TASK INPUTS section start

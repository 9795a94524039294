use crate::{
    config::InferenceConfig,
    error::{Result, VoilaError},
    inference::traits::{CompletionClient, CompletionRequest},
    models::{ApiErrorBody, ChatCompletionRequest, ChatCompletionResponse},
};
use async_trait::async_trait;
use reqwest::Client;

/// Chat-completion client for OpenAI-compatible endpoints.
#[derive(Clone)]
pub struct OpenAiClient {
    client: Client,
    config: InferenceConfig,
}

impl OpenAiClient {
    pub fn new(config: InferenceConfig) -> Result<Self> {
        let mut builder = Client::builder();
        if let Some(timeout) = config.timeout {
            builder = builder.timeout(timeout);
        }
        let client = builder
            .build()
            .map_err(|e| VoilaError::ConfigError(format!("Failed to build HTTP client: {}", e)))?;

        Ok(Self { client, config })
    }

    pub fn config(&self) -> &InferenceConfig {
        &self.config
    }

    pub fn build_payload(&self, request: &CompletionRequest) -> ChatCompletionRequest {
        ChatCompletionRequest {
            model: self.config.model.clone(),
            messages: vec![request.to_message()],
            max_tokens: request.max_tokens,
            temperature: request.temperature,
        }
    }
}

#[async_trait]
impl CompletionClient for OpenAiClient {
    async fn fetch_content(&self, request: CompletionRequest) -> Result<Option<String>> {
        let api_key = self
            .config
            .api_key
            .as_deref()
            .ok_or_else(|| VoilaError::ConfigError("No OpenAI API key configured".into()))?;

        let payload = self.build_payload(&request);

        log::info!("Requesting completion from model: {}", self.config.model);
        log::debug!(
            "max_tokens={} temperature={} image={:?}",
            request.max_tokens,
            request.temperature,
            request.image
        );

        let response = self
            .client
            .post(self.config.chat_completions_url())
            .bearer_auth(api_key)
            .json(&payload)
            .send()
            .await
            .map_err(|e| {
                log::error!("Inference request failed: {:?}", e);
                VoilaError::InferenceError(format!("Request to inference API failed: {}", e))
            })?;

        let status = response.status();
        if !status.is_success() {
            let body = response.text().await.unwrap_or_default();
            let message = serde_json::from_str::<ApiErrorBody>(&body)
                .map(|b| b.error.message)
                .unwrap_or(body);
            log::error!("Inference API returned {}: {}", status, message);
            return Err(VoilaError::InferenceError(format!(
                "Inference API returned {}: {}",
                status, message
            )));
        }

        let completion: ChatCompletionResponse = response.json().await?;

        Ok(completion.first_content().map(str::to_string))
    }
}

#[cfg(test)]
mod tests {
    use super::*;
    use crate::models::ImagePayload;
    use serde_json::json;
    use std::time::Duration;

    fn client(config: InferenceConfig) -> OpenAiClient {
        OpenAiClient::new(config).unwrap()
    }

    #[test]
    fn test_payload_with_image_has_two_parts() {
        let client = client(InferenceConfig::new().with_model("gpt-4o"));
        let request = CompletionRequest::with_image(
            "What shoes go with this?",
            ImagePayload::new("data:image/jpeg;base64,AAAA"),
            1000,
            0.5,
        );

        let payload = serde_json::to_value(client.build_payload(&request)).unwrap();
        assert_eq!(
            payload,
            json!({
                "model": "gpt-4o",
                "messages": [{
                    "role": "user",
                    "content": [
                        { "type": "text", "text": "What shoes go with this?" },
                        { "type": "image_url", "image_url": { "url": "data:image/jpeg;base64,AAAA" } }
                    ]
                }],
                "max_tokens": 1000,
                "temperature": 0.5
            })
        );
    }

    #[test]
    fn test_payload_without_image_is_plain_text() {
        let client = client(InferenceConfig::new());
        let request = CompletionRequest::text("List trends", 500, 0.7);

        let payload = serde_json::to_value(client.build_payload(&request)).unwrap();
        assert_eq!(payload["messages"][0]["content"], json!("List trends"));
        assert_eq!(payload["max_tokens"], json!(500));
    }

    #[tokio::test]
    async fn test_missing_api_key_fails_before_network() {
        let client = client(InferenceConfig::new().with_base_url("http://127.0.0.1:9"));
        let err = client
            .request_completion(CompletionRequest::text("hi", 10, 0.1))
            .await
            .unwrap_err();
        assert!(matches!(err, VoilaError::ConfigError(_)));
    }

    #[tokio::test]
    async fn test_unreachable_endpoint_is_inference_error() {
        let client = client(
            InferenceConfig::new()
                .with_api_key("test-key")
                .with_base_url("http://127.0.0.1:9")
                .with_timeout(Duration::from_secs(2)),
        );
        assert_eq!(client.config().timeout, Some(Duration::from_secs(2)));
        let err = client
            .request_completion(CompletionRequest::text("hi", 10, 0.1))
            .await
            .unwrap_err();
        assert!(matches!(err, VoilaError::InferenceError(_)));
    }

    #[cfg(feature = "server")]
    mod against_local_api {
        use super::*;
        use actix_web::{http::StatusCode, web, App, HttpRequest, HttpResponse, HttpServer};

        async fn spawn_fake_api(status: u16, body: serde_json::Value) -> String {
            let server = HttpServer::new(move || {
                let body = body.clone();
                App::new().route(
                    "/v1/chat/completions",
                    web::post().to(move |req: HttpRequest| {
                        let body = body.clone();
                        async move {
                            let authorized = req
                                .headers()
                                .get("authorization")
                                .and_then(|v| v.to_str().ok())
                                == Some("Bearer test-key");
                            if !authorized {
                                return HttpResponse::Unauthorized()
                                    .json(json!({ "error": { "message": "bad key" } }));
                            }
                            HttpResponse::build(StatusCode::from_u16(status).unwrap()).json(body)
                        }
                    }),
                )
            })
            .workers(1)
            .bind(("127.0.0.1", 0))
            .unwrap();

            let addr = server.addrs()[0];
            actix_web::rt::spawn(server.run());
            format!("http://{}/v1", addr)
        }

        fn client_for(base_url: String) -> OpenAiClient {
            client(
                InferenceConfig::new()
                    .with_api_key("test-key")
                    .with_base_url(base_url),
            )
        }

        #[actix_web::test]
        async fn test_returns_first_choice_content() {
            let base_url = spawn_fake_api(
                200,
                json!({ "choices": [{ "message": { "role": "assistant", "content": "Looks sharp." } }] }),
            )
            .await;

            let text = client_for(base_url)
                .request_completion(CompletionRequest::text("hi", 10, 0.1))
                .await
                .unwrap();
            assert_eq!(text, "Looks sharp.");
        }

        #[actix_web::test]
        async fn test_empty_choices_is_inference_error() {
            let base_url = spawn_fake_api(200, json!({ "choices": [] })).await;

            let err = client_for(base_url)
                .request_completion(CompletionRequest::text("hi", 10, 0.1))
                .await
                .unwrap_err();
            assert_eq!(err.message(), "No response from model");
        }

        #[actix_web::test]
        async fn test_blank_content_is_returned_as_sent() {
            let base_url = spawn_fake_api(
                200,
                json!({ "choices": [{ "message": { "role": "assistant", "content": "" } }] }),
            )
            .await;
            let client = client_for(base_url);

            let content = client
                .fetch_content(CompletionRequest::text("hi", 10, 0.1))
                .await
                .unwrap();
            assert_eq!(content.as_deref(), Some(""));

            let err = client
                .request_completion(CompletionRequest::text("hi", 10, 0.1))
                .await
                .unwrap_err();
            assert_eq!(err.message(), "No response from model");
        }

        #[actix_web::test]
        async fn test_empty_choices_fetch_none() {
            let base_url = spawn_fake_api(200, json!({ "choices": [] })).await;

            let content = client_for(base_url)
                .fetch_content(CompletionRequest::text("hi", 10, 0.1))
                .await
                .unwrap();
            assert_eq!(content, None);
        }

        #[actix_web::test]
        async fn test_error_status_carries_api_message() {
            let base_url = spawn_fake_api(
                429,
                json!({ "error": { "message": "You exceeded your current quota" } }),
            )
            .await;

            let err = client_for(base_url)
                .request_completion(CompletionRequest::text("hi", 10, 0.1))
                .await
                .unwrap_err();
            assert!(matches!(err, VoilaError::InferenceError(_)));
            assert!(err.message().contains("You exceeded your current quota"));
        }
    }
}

TASK INPUTS section end

• WORK INSTRUCTION:
Each entry is to be written out exactly as it was given.

• RESPONSE AREA:
repository 9795a94524039294
use crate::{
    config::InferenceConfig,
    error::{Result, VoilaError},
    inference::traits::{CompletionClient, CompletionRequest},
    models::{ApiErrorBody, ChatCompletionRequest, ChatCompletionResponse},
};
use async_trait::async_trait;
use reqwest::Client;

/// Chat-completion client for OpenAI-compatible endpoints.
#[derive(Clone)]
pub struct OpenAiClient {
    client: Client,
    config: InferenceConfig,
}

impl OpenAiClient {
    pub fn new(config: InferenceConfig) -> Result<Self> {
        let mut builder = Client::builder();
        if let Some(timeout) = config.timeout {
            builder = builder.timeout(timeout);
        }
        let client = builder
            .build()
            .map_err(|e| VoilaError::ConfigError(format!("Failed to build HTTP client: {}", e)))?;

        Ok(Self { client, config })
    }

    pub fn config(&self) -> &InferenceConfig {
        &self.config
    }

    pub fn build_payload(&self, request: &CompletionRequest) -> ChatCompletionRequest {
        ChatCompletionRequest {
            model: self.config.model.clone(),
            messages: vec![request.to_message()],
            max_tokens: request.max_tokens,
            temperature: request.temperature,
        }
    }
}

#[async_trait]
impl CompletionClient for OpenAiClient {
    async fn fetch_content(&self, request: CompletionRequest) -> Result<Option<String>> {
        let api_key = self
            .config
            .api_key
            .as_deref()
            .ok_or_else(|| VoilaError::ConfigError("No OpenAI API key configured".into()))?;

        let payload = self.build_payload(&request);

        log::info!("Requesting completion from model: {}", self.config.model);
        log::debug!(
            "max_tokens={} temperature={} image={:?}",
            request.max_tokens,
            request.temperature,
            request.image
        );

        let response = self
            .client
            .post(self.config.chat_completions_url())
            .bearer_auth(api_key)
            .json(&payload)
            .send()
            .await
            .map_err(|e| {
                log::error!("Inference request failed: {:?}", e);
                VoilaError::InferenceError(format!("Request to inference API failed: {}", e))
            })?;

        let status = response.status();
        if !status.is_success() {
            let body = response.text().await.unwrap_or_default();
            let message = serde_json::from_str::<ApiErrorBody>(&body)
                .map(|b| b.error.message)
                .unwrap_or(body);
            log::error!("Inference API returned {}: {}", status, message);
            return Err(VoilaError::InferenceError(format!(
                "Inference API returned {}: {}",
                status, message
            )));
        }

        let completion: ChatCompletionResponse = response.json().await?;

        Ok(completion.first_content().map(str::to_string))
    }
}

#[cfg(test)]
mod tests {
    use super::*;
    use crate::models::ImagePayload;
    use serde_json::json;
    use std::time::Duration;

    fn client(config: InferenceConfig) -> OpenAiClient {
        OpenAiClient::new(config).unwrap()
    }

    #[test]
    fn test_payload_with_image_has_two_parts() {
        let client = client(InferenceConfig::new().with_model("gpt-4o"));
        let request = CompletionRequest::with_image(
            "What shoes go with this?",
            ImagePayload::new("data:image/jpeg;base64,AAAA"),
            1000,
            0.5,
        );

        let payload = serde_json::to_value(client.build_payload(&request)).unwrap();
        assert_eq!(
            payload,
            json!({
                "model": "gpt-4o",
                "messages": [{
                    "role": "user",
                    "content": [
                        { "type": "text", "text": "What shoes go with this?" },
                        { "type": "image_url", "image_url": { "url": "data:image/jpeg;base64,AAAA" } }
                    ]
                }],
                "max_tokens": 1000,
                "temperature": 0.5
            })
        );
    }

    #[test]
    fn test_payload_without_image_is_plain_text() {
        let client = client(InferenceConfig::new());
        let request = CompletionRequest::text("List trends", 500, 0.7);

        let payload = serde_json::to_value(client.build_payload(&request)).unwrap();
        assert_eq!(payload["messages"][0]["content"], json!("List trends"));
        assert_eq!(payload["max_tokens"], json!(500));
    }

    #[tokio::test]
    async fn test_missing_api_key_fails_before_network() {
        let client = client(InferenceConfig::new().with_base_url("http://127.0.0.1:9"));
        let err = client
            .request_completion(CompletionRequest::text("hi", 10, 0.1))
            .await
            .unwrap_err();
        assert!(matches!(err, VoilaError::ConfigError(_)));
    }

    #[tokio::test]
    async fn test_unreachable_endpoint_is_inference_error() {
        let client = client(
            InferenceConfig::new()
                .with_api_key("test-key")
                .with_base_url("http://127.0.0.1:9")
                .with_timeout(Duration::from_secs(2)),
        );
        assert_eq!(client.config().timeout, Some(Duration::from_secs(2)));
        let err = client
            .request_completion(CompletionRequest::text("hi", 10, 0.1))
            .await
            .unwrap_err();
        assert!(matches!(err, VoilaError::InferenceError(_)));
    }

    #[cfg(feature = "server")]
    mod against_local_api {
        use super::*;
        use actix_web::{http::StatusCode, web, App, HttpRequest, HttpResponse, HttpServer};

        async fn spawn_fake_api(status: u16, body: serde_json::Value) -> String {
            let server = HttpServer::new(move || {
                let body = body.clone();
                App::new().route(
                    "/v1/chat/completions",
                    web::post().to(move |req: HttpRequest| {
                        let body = body.clone();
                        async move {
                            let authorized = req
                                .headers()
                                .get("authorization")
                                .and_then(|v| v.to_str().ok())
                                == Some("Bearer test-key");
                            if !authorized {
                                return HttpResponse::Unauthorized()
                                    .json(json!({ "error": { "message": "bad key" } }));
                            }
                            HttpResponse::build(StatusCode::from_u16(status).unwrap()).json(body)
                        }
                    }),
                )
            })
            .workers(1)
            .bind(("127.0.0.1", 0))
            .unwrap();

            let addr = server.addrs()[0];
            actix_web::rt::spawn(server.run());
            format!("http://{}/v1", addr)
        }

        fn client_for(base_url: String) -> OpenAiClient {
            client(
                InferenceConfig::new()
                    .with_api_key("test-key")
                    .with_base_url(base_url),
            )
        }

        #[actix_web::test]
        async fn test_returns_first_choice_content() {
            let base_url = spawn_fake_api(
                200,
                json!({ "choices": [{ "message": { "role": "assistant", "content": "Looks sharp." } }] }),
            )
            .await;

            let text = client_for(base_url)
                .request_completion(CompletionRequest::text("hi", 10, 0.1))
                .await
                .unwrap();
            assert_eq!(text, "Looks sharp.");
        }

        #[actix_web::test]
        async fn test_empty_choices_is_inference_error() {
            let base_url = spawn_fake_api(200, json!({ "choices": [] })).await;

            let err = client_for(base_url)
                .request_completion(CompletionRequest::text("hi", 10, 0.1))
                .await
                .unwrap_err();
            assert_eq!(err.message(), "No response from model");
        }

        #[actix_web::test]
        async fn test_blank_content_is_returned_as_sent() {
            let base_url = spawn_fake_api(
                200,
                json!({ "choices": [{ "message": { "role": "assistant", "content": "" } }] }),
            )
            .await;
            let client = client_for(base_url);

            let content = client
                .fetch_content(CompletionRequest::text("hi", 10, 0.1))
                .await
                .unwrap();
            assert_eq!(content.as_deref(), Some(""));

            let err = client
                .request_completion(CompletionRequest::text("hi", 10, 0.1))
                .await
                .unwrap_err();
            assert_eq!(err.message(), "No response from model");
        }

        #[actix_web::test]
        async fn test_empty_choices_fetch_none() {
            let base_url = spawn_fake_api(200, json!({ "choices": [] })).await;

            let content = client_for(base_url)
                .fetch_content(CompletionRequest::text("hi", 10, 0.1))
                .await
                .unwrap();
            assert_eq!(content, None);
        }

        #[actix_web::test]
        async fn test_error_status_carries_api_message() {
            let base_url = spawn_fake_api(
                429,
                json!({ "error": { "message": "You exceeded your current quota" } }),
            )
            .await;

            let err = client_for(base_url)
                .request_completion(CompletionRequest::text("hi", 10, 0.1))
                .await
                .unwrap_err();
            assert!(matches!(err, VoilaError::InferenceError(_)));
            assert!(err.message().contains("You exceeded your current quota"));
        }
    }
}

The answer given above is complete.